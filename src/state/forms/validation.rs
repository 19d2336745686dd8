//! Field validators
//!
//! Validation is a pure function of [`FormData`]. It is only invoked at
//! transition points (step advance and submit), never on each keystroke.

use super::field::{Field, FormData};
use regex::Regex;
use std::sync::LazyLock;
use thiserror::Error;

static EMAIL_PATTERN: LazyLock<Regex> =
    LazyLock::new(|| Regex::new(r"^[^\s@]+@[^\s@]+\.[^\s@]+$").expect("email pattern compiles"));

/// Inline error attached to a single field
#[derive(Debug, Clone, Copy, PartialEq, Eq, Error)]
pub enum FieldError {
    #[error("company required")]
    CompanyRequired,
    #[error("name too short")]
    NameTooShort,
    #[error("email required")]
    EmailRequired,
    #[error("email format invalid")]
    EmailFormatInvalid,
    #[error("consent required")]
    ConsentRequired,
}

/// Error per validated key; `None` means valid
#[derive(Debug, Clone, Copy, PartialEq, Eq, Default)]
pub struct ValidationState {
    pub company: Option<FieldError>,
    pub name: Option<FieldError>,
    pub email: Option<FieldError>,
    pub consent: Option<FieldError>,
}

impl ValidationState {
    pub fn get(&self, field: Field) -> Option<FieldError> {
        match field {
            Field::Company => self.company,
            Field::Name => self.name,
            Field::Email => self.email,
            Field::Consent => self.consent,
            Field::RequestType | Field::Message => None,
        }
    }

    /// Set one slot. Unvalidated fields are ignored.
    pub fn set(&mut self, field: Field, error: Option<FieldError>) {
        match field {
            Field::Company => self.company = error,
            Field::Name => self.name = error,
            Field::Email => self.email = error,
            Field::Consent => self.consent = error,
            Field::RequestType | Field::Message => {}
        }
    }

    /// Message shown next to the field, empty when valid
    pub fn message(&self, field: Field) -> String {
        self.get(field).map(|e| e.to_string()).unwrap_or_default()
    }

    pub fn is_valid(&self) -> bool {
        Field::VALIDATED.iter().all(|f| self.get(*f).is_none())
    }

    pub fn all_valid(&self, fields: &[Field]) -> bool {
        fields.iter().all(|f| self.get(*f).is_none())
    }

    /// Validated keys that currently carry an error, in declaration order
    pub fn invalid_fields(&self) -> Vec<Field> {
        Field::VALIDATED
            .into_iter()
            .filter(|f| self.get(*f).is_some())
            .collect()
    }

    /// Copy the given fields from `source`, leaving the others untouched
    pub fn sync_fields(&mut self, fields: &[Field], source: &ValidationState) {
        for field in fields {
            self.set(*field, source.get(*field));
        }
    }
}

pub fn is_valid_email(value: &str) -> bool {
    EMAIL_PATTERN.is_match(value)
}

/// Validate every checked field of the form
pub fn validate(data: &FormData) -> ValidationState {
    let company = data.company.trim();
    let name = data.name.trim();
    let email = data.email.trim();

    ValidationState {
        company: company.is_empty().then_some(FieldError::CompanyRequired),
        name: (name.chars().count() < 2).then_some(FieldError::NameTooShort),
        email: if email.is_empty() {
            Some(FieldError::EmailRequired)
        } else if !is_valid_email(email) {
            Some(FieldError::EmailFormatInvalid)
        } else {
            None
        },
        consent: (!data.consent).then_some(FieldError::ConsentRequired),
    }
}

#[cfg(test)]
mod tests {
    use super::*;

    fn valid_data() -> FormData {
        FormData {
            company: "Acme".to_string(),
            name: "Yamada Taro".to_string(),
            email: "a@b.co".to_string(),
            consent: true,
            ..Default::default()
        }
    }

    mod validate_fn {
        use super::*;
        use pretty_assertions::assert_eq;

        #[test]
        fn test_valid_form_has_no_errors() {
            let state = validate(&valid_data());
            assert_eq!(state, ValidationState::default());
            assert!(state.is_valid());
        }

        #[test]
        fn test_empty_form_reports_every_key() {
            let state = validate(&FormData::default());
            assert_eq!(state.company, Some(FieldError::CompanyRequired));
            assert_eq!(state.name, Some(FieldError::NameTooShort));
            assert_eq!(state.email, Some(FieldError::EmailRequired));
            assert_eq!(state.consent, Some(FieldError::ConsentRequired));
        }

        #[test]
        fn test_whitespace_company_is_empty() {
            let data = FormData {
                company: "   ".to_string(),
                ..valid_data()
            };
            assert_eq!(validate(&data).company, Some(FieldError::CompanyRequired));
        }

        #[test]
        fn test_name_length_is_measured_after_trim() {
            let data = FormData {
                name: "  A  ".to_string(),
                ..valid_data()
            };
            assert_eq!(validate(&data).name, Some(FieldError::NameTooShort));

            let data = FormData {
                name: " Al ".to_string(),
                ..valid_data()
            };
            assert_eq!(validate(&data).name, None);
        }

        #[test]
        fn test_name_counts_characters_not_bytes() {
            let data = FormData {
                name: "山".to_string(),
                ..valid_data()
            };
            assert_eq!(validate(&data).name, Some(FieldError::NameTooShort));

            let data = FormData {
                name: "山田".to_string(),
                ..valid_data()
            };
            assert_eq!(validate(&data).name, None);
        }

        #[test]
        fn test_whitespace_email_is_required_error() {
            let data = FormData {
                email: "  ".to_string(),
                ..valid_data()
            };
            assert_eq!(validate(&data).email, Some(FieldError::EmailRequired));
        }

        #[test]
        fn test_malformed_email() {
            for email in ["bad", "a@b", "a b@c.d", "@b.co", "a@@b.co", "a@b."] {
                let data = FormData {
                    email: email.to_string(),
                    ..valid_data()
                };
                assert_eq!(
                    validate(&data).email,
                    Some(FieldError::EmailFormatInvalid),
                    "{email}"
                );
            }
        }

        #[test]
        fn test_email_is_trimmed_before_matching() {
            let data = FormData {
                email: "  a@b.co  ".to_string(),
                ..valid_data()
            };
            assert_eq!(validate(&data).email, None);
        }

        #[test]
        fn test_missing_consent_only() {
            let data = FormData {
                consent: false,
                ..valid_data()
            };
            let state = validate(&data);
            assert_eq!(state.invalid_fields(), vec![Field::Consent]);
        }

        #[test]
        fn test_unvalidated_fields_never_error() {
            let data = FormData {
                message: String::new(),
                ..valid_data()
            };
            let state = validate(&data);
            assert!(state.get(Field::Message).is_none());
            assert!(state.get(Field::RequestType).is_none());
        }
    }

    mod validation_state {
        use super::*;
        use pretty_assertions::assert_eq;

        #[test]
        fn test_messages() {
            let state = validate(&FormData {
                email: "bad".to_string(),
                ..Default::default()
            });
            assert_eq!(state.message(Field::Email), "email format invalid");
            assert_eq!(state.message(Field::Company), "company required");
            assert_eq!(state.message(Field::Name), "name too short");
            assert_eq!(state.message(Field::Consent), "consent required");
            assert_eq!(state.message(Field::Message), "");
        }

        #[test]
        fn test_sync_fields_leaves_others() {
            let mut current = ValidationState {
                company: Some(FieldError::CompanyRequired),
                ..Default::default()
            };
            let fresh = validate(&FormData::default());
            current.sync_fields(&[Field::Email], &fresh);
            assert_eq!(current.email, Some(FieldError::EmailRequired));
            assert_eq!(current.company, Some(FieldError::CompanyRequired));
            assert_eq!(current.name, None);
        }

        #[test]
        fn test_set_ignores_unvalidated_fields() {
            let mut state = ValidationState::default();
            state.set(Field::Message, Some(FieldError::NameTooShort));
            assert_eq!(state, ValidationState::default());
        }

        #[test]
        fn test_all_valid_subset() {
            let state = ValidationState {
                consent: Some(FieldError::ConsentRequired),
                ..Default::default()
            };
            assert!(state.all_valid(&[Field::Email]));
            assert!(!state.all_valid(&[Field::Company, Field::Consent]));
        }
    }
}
+++
TASK INSTRUCTIONS => The lines above should be duplicated exactly.

ANSWER SECTION =>
filename src/state/forms/validation.rs
repository 19d2336745686dd8
//! Field validators
//!
//! Validation is a pure function of [`FormData`]. It is only invoked at
//! transition points (step advance and submit), never on each keystroke.

use super::field::{Field, FormData};
use regex::Regex;
use std::sync::LazyLock;
use thiserror::Error;

static EMAIL_PATTERN: LazyLock<Regex> =
    LazyLock::new(|| Regex::new(r"^[^\s@]+@[^\s@]+\.[^\s@]+$").expect("email pattern compiles"));

/// Inline error attached to a single field
#[derive(Debug, Clone, Copy, PartialEq, Eq, Error)]
pub enum FieldError {
    #[error("company required")]
    CompanyRequired,
    #[error("name too short")]
    NameTooShort,
    #[error("email required")]
    EmailRequired,
    #[error("email format invalid")]
    EmailFormatInvalid,
    #[error("consent required")]
    ConsentRequired,
}

/// Error per validated key; `None` means valid
#[derive(Debug, Clone, Copy, PartialEq, Eq, Default)]
pub struct ValidationState {
    pub company: Option<FieldError>,
    pub name: Option<FieldError>,
    pub email: Option<FieldError>,
    pub consent: Option<FieldError>,
}

impl ValidationState {
    pub fn get(&self, field: Field) -> Option<FieldError> {
        match field {
            Field::Company => self.company,
            Field::Name => self.name,
            Field::Email => self.email,
            Field::Consent => self.consent,
            Field::RequestType | Field::Message => None,
        }
    }

    /// Set one slot. Unvalidated fields are ignored.
    pub fn set(&mut self, field: Field, error: Option<FieldError>) {
        match field {
            Field::Company => self.company = error,
            Field::Name => self.name = error,
            Field::Email => self.email = error,
            Field::Consent => self.consent = error,
            Field::RequestType | Field::Message => {}
        }
    }

    /// Message shown next to the field, empty when valid
    pub fn message(&self, field: Field) -> String {
        self.get(field).map(|e| e.to_string()).unwrap_or_default()
    }

    pub fn is_valid(&self) -> bool {
        Field::VALIDATED.iter().all(|f| self.get(*f).is_none())
    }

    pub fn all_valid(&self, fields: &[Field]) -> bool {
        fields.iter().all(|f| self.get(*f).is_none())
    }

    /// Validated keys that currently carry an error, in declaration order
    pub fn invalid_fields(&self) -> Vec<Field> {
        Field::VALIDATED
            .into_iter()
            .filter(|f| self.get(*f).is_some())
            .collect()
    }

    /// Copy the given fields from `source`, leaving the others untouched
    pub fn sync_fields(&mut self, fields: &[Field], source: &ValidationState) {
        for field in fields {
            self.set(*field, source.get(*field));
        }
    }
}

pub fn is_valid_email(value: &str) -> bool {
    EMAIL_PATTERN.is_match(value)
}

/// Validate every checked field of the form
pub fn validate(data: &FormData) -> ValidationState {
    let company = data.company.trim();
    let name = data.name.trim();
    let email = data.email.trim();

    ValidationState {
        company: company.is_empty().then_some(FieldError::CompanyRequired),
        name: (name.chars().count() < 2).then_some(FieldError::NameTooShort),
        email: if email.is_empty() {
            Some(FieldError::EmailRequired)
        } else if !is_valid_email(email) {
            Some(FieldError::EmailFormatInvalid)
        } else {
            None
        },
        consent: (!data.consent).then_some(FieldError::ConsentRequired),
    }
}

#[cfg(test)]
mod tests {
    use super::*;

    fn valid_data() -> FormData {
        FormData {
            company: "Acme".to_string(),
            name: "Yamada Taro".to_string(),
            email: "a@b.co".to_string(),
            consent: true,
            ..Default::default()
        }
    }

    mod validate_fn {
        use super::*;
        use pretty_assertions::assert_eq;

        #[test]
        fn test_valid_form_has_no_errors() {
            let state = validate(&valid_data());
            assert_eq!(state, ValidationState::default());
            assert!(state.is_valid());
        }

        #[test]
        fn test_empty_form_reports_every_key() {
            let state = validate(&FormData::default());
            assert_eq!(state.company, Some(FieldError::CompanyRequired));
            assert_eq!(state.name, Some(FieldError::NameTooShort));
            assert_eq!(state.email, Some(FieldError::EmailRequired));
            assert_eq!(state.consent, Some(FieldError::ConsentRequired));
        }

        #[test]
        fn test_whitespace_company_is_empty() {
            let data = FormData {
                company: "   ".to_string(),
                ..valid_data()
            };
            assert_eq!(validate(&data).company, Some(FieldError::CompanyRequired));
        }

        #[test]
        fn test_name_length_is_measured_after_trim() {
            let data = FormData {
                name: "  A  ".to_string(),
                ..valid_data()
            };
            assert_eq!(validate(&data).name, Some(FieldError::NameTooShort));

            let data = FormData {
                name: " Al ".to_string(),
                ..valid_data()
            };
            assert_eq!(validate(&data).name, None);
        }

        #[test]
        fn test_name_counts_characters_not_bytes() {
            let data = FormData {
                name: "山".to_string(),
                ..valid_data()
            };
            assert_eq!(validate(&data).name, Some(FieldError::NameTooShort));

            let data = FormData {
                name: "山田".to_string(),
                ..valid_data()
            };
            assert_eq!(validate(&data).name, None);
        }

        #[test]
        fn test_whitespace_email_is_required_error() {
            let data = FormData {
                email: "  ".to_string(),
                ..valid_data()
            };
            assert_eq!(validate(&data).email, Some(FieldError::EmailRequired));
        }

        #[test]
        fn test_malformed_email() {
            for email in ["bad", "a@b", "a b@c.d", "@b.co", "a@@b.co", "a@b."] {
                let data = FormData {
                    email: email.to_string(),
                    ..valid_data()
                };
                assert_eq!(
                    validate(&data).email,
                    Some(FieldError::EmailFormatInvalid),
                    "{email}"
                );
            }
        }

        #[test]
        fn test_email_is_trimmed_before_matching() {
            let data = FormData {
                email: "  a@b.co  ".to_string(),
                ..valid_data()
            };
            assert_eq!(validate(&data).email, None);
        }

        #[test]
        fn test_missing_consent_only() {
            let data = FormData {
                consent: false,
                ..valid_data()
            };
            let state = validate(&data);
            assert_eq!(state.invalid_fields(), vec![Field::Consent]);
        }

        #[test]
        fn test_unvalidated_fields_never_error() {
            let data = FormData {
                message: String::new(),
                ..valid_data()
            };
            let state = validate(&data);
            assert!(state.get(Field::Message).is_none());
            assert!(state.get(Field::RequestType).is_none());
        }
    }

    mod validation_state {
        use super::*;
        use pretty_assertions::assert_eq;

        #[test]
        fn test_messages() {
            let state = validate(&FormData {
                email: "bad".to_string(),
                ..Default::default()
            });
            assert_eq!(state.message(Field::Email), "email format invalid");
            assert_eq!(state.message(Field::Company), "company required");
            assert_eq!(state.message(Field::Name), "name too short");
            assert_eq!(state.message(Field::Consent), "consent required");
            assert_eq!(state.message(Field::Message), "");
        }

        #[test]
        fn test_sync_fields_leaves_others() {
            let mut current = ValidationState {
                company: Some(FieldError::CompanyRequired),
                ..Default::default()
            };
            let fresh = validate(&FormData::default());
            current.sync_fields(&[Field::Email], &fresh);
            assert_eq!(current.email, Some(FieldError::EmailRequired));
            assert_eq!(current.company, Some(FieldError::CompanyRequired));
            assert_eq!(current.name, None);
        }

        #[test]
        fn test_set_ignores_unvalidated_fields() {
            let mut state = ValidationState::default();
            state.set(Field::Message, Some(FieldError::NameTooShort));
            assert_eq!(state, ValidationState::default());
        }

        #[test]
        fn test_all_valid_subset() {
            let state = ValidationState {
                consent: Some(FieldError::ConsentRequired),
                ..Default::default()
            };
            assert!(state.all_valid(&[Field::Email]));
            assert!(!state.all_valid(&[Field::Company, Field::Consent]));
        }
    }
}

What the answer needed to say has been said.